Women typically created fairy tales with a distinct purpose in mind-to protest the societal constraints that were placed upon them and to emphasis their own rights as women in a man's world. Women like the Countess d"Aulnoy and the Contess de Murat struck back at the misery of their marriages by creating and telling fairy tales that didn't always feature happy endings. Countess de Murat in particular appeared to enjoy shocking those who attended her informal gatherings at salons in Paris in which she would captivate her listeners with tales of marriage and other topics.
Throughout history, tales continued to be told and retold as women spent much of their time together, spinning, weaving, and sewing. In a world where women were expected to remain silent, their tales allowed them to create heroines that were strong and enabled them to pass on stories to their daughters and granddaughters that taught powerful lessons of conquering adversity and rewarding virtuousness.
How far back can the history of fairy tales be traced?
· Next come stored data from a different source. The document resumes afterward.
//! Collection Config - The Run Contract
//!
//! Everything a generation run needs, loaded once and checked before use.

use serde::{Deserialize, Serialize};
use std::collections::HashSet;
use std::fs;
use std::path::{Path, PathBuf};
use thiserror::Error;

pub type RarityId = String;
pub type LayerId = String;

#[derive(Debug, Error)]
pub enum ConfigError {
    #[error("Failed to read config {path}: {source}")]
    Io {
        path: PathBuf,
        #[source]
        source: std::io::Error,
    },

    #[error("Invalid config JSON: {0}")]
    Parse(#[from] serde_json::Error),

    #[error("Rarity tier not found: {rarity} (referenced by {context})")]
    RarityTierNotFound { rarity: RarityId, context: String },

    #[error("Unknown layer: {layer} (referenced by {context})")]
    UnknownLayer { layer: LayerId, context: String },

    #[error("Invalid range for rarity {rarity}: from {from} > to {to}")]
    InvalidRange { rarity: RarityId, from: u32, to: u32 },

    #[error("Rarity {rarity} ends at edition {to}, past editionSize {edition_size}")]
    RangeBeyondCollection { rarity: RarityId, to: u32, edition_size: u32 },

    #[error("Editions from {start} for {edition_size} editions overflow u32")]
    EditionOverflow { start: u32, edition_size: u32 },

    #[error("Duplicate {kind} id: {id}")]
    DuplicateId { kind: &'static str, id: String },

    #[error("Collection is empty: {0}")]
    EmptyCollection(&'static str),
}

#[derive(Debug, Clone, Serialize, Deserialize)]
#[serde(rename_all = "camelCase")]
pub struct CollectionConfig {
    #[serde(default = "default_name")]
    pub name: String,
    #[serde(default = "default_dimension")]
    pub width: u32,
    #[serde(default = "default_dimension")]
    pub height: u32,
    #[serde(default)]
    pub description: String,
    #[serde(default)]
    pub base_image_uri: String,
    #[serde(default = "default_start_edition")]
    pub start_edition_from: u32,
    pub edition_size: u32,
    /// Prepended to every element id, to tell DNA from separate catalogs apart.
    #[serde(default)]
    pub edition_dna_prefix: String,
    pub rarities: Vec<RaritySpec>,
    pub layers: Vec<LayerSpec>,
    #[serde(default)]
    pub layer_rarity_overrides: Vec<LayerOverrideSpec>,
    #[serde(default)]
    pub obstructions: Vec<Vec<String>>,
    #[serde(default)]
    pub workers: Option<usize>,
    #[serde(default)]
    pub mode: GenerationMode,
    #[serde(default)]
    pub attribute_mode: AttributeMode,
    #[serde(default)]
    pub seed: Option<u64>,
    #[serde(default = "default_max_attempts")]
    pub max_attempts: u32,
    #[serde(default = "default_true")]
    pub draw_background: bool,
    #[serde(default = "default_layers_dir")]
    pub layers_dir: PathBuf,
    #[serde(default)]
    pub validation: ValidationConfig,
}

fn default_true() -> bool { true }
fn default_name() -> String { "collection".to_string() }
fn default_dimension() -> u32 { 1000 }
fn default_start_edition() -> u32 { 1 }
fn default_max_attempts() -> u32 { 10_000 }
fn default_layers_dir() -> PathBuf { PathBuf::from("input") }

#[derive(Debug, Clone, Serialize, Deserialize, PartialEq, Eq)]
pub struct RaritySpec {
    pub id: RarityId,
    pub from: u32,
    pub to: u32,
}

#[derive(Debug, Clone, Copy, Default, Serialize, Deserialize, PartialEq, Eq)]
pub struct Position {
    pub x: i64,
    pub y: i64,
}

#[derive(Debug, Clone, Copy, Serialize, Deserialize, PartialEq, Eq)]
pub struct Size {
    pub width: u32,
    pub height: u32,
}

#[derive(Debug, Clone, Serialize, Deserialize)]
pub struct LayerSpec {
    pub id: LayerId,
    #[serde(default)]
    pub position: Option<Position>,
    /// Defaults to the full canvas.
    #[serde(default)]
    pub size: Option<Size>,
}

#[derive(Debug, Clone, Serialize, Deserialize)]
pub struct LayerOverrideSpec {
    pub rarity: RarityId,
    pub layer: LayerId,
    pub percentages: Vec<TierWeight>,
}

/// One entry of an ordered percentage distribution over rarity tiers.
#[derive(Debug, Clone, Serialize, Deserialize, PartialEq)]
pub struct TierWeight {
    pub rarity: RarityId,
    pub percent: f64,
}

impl TierWeight {
    pub fn new(rarity: impl Into<RarityId>, percent: f64) -> Self {
        Self { rarity: rarity.into(), percent }
    }
}

#[derive(Debug, Clone, Copy, Default, Serialize, Deserialize, PartialEq, Eq)]
#[serde(rename_all = "lowercase")]
pub enum GenerationMode {
    #[default]
    Parallel,
    Sequential,
}

/// Shape of the per-edition `attributes` list in the metadata output.
#[derive(Debug, Clone, Copy, Default, Serialize, Deserialize, PartialEq, Eq)]
#[serde(rename_all = "lowercase")]
pub enum AttributeMode {
    /// `{trait_type, value}` per layer
    #[default]
    Trait,
    /// `{name, rarity}` per layer
    Rarity,
}

#[derive(Debug, Clone, Default, Serialize, Deserialize)]
#[serde(rename_all = "camelCase")]
pub struct ValidationConfig {
    #[serde(default)]
    pub failure_mode: FailureMode,
}

#[derive(Debug, Clone, Copy, Default, Serialize, Deserialize, PartialEq, Eq)]
#[serde(rename_all = "lowercase")]
pub enum FailureMode {
    #[default]
    Block,
    Warn,
    Log,
}

impl CollectionConfig {
    pub fn load(path: &Path) -> Result<Self, ConfigError> {
        let content = fs::read_to_string(path).map_err(|source| ConfigError::Io {
            path: path.to_path_buf(),
            source,
        })?;
        Self::from_json(&content)
    }

    pub fn from_json(content: &str) -> Result<Self, ConfigError> {
        Ok(serde_json::from_str(content)?)
    }

    /// Edition numbers covered by this run. `check` rejects configs where the end overflows.
    pub fn editions(&self) -> std::ops::Range<u32> {
        self.start_edition_from..self.start_edition_from.saturating_add(self.edition_size)
    }

    pub fn rarity(&self, id: &str) -> Option<&RaritySpec> {
        self.rarities.iter().find(|r| r.id == id)
    }

    pub fn layer(&self, id: &str) -> Option<&LayerSpec> {
        self.layers.iter().find(|l| l.id == id)
    }

    /// Overrides registered for one layer, as (tier, distribution) pairs.
    pub fn overrides_for_layer<'a>(
        &'a self,
        layer: &'a str,
    ) -> impl Iterator<Item = &'a LayerOverrideSpec> + 'a {
        self.layer_rarity_overrides.iter().filter(move |o| o.layer == layer)
    }

    pub fn worker_count(&self) -> usize {
        self.workers
            .filter(|w| *w > 0)
            .unwrap_or_else(|| {
                std::thread::available_parallelism().map_or(1, std::num::NonZeroUsize::get)
            })
    }

    /// Structural checks. Anything failing here stops the run before generation.
    pub fn check(&self) -> Result<(), ConfigError> {
        if self.edition_size == 0 {
            return Err(ConfigError::EmptyCollection("editionSize is 0"));
        }
        if self.rarities.is_empty() {
            return Err(ConfigError::EmptyCollection("no rarities configured"));
        }
        if self.layers.is_empty() {
            return Err(ConfigError::EmptyCollection("no layers configured"));
        }
        if self.start_edition_from.checked_add(self.edition_size).is_none() {
            return Err(ConfigError::EditionOverflow {
                start: self.start_edition_from,
                edition_size: self.edition_size,
            });
        }

        let mut seen = HashSet::new();
        for rarity in &self.rarities {
            if !seen.insert(rarity.id.as_str()) {
                return Err(ConfigError::DuplicateId { kind: "rarity", id: rarity.id.clone() });
            }
            if rarity.from > rarity.to {
                return Err(ConfigError::InvalidRange {
                    rarity: rarity.id.clone(),
                    from: rarity.from,
                    to: rarity.to,
                });
            }
            // ranges are batch-relative; anything past editionSize never gets read
            if rarity.to > self.edition_size {
                return Err(ConfigError::RangeBeyondCollection {
                    rarity: rarity.id.clone(),
                    to: rarity.to,
                    edition_size: self.edition_size,
                });
            }
        }

        let mut seen = HashSet::new();
        for layer in &self.layers {
            if !seen.insert(layer.id.as_str()) {
                return Err(ConfigError::DuplicateId { kind: "layer", id: layer.id.clone() });
            }
        }

        for o in &self.layer_rarity_overrides {
            let context = format!("override {}/{}", o.rarity, o.layer);
            if self.rarity(&o.rarity).is_none() {
                return Err(ConfigError::RarityTierNotFound {
                    rarity: o.rarity.clone(),
                    context,
                });
            }
            if self.layer(&o.layer).is_none() {
                return Err(ConfigError::UnknownLayer { layer: o.layer.clone(), context });
            }
            if let Some(missing) = o.percentages.iter().find(|w| self.rarity(&w.rarity).is_none()) {
                return Err(ConfigError::RarityTierNotFound {
                    rarity: missing.rarity.clone(),
                    context,
                });
            }
            if o.percentages.is_empty() {
                return Err(ConfigError::EmptyCollection("override with no percentages"));
            }
        }

        Ok(())
    }
}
Some people point to biblical times, citing their evidence in Paul's warning to women to refrain from idle gossip. While this may not indicate that fairy tales were told as such, it does lead historians to question when these fascinating tales stories began. What we do know is that many of the beloved stories of today can be traced back to original tales that have evolved and changed over time.
For example, there have been many different versions of Cinderella published and retold throughout the years, but the oldest version appears to date back to 860 CE (which is referred to as the Common Era) in China. While some of the characters are distinctly different from the frequently told story of today, there is a definite commonality between the ancient Chinese version and today's tale.
While the elusiveness of the true beginning of fairy tales makes documenting a historical timeline difficult, the mystical quality of these stories will continue to enthrall listeners of all ages for generations to come.
What are the 20+ best fairy tales kids should read before bed?
1. The Little Girl and the Winter Whirlwinds
One year, the wicked Winter Witch decides that earth can have only one season and stops spring from coming. The earth gets covered in heavy snow and the sun is covered behind black clouds.
People from a tiny village in the mountains of Bulgaria wake up to see their houses covered with snow up to the roof. They dig tunnels to reach their neighbors and discuss any possible solutions for this problem. They decide to ask for help from Father Frost, who lived on the icy peak of the mountains.
An old man among the villagers says he can go but is afraid if he can make it in time. His granddaughter asks him not to worry and offers to go herself. The villagers discourage her as they are worried the little girl is too delicate to climb up the challenging icy mountain peaks.
“I’m not afraid,” the little girl says, “My feet are strong and I’m as fast as a mountain goat.”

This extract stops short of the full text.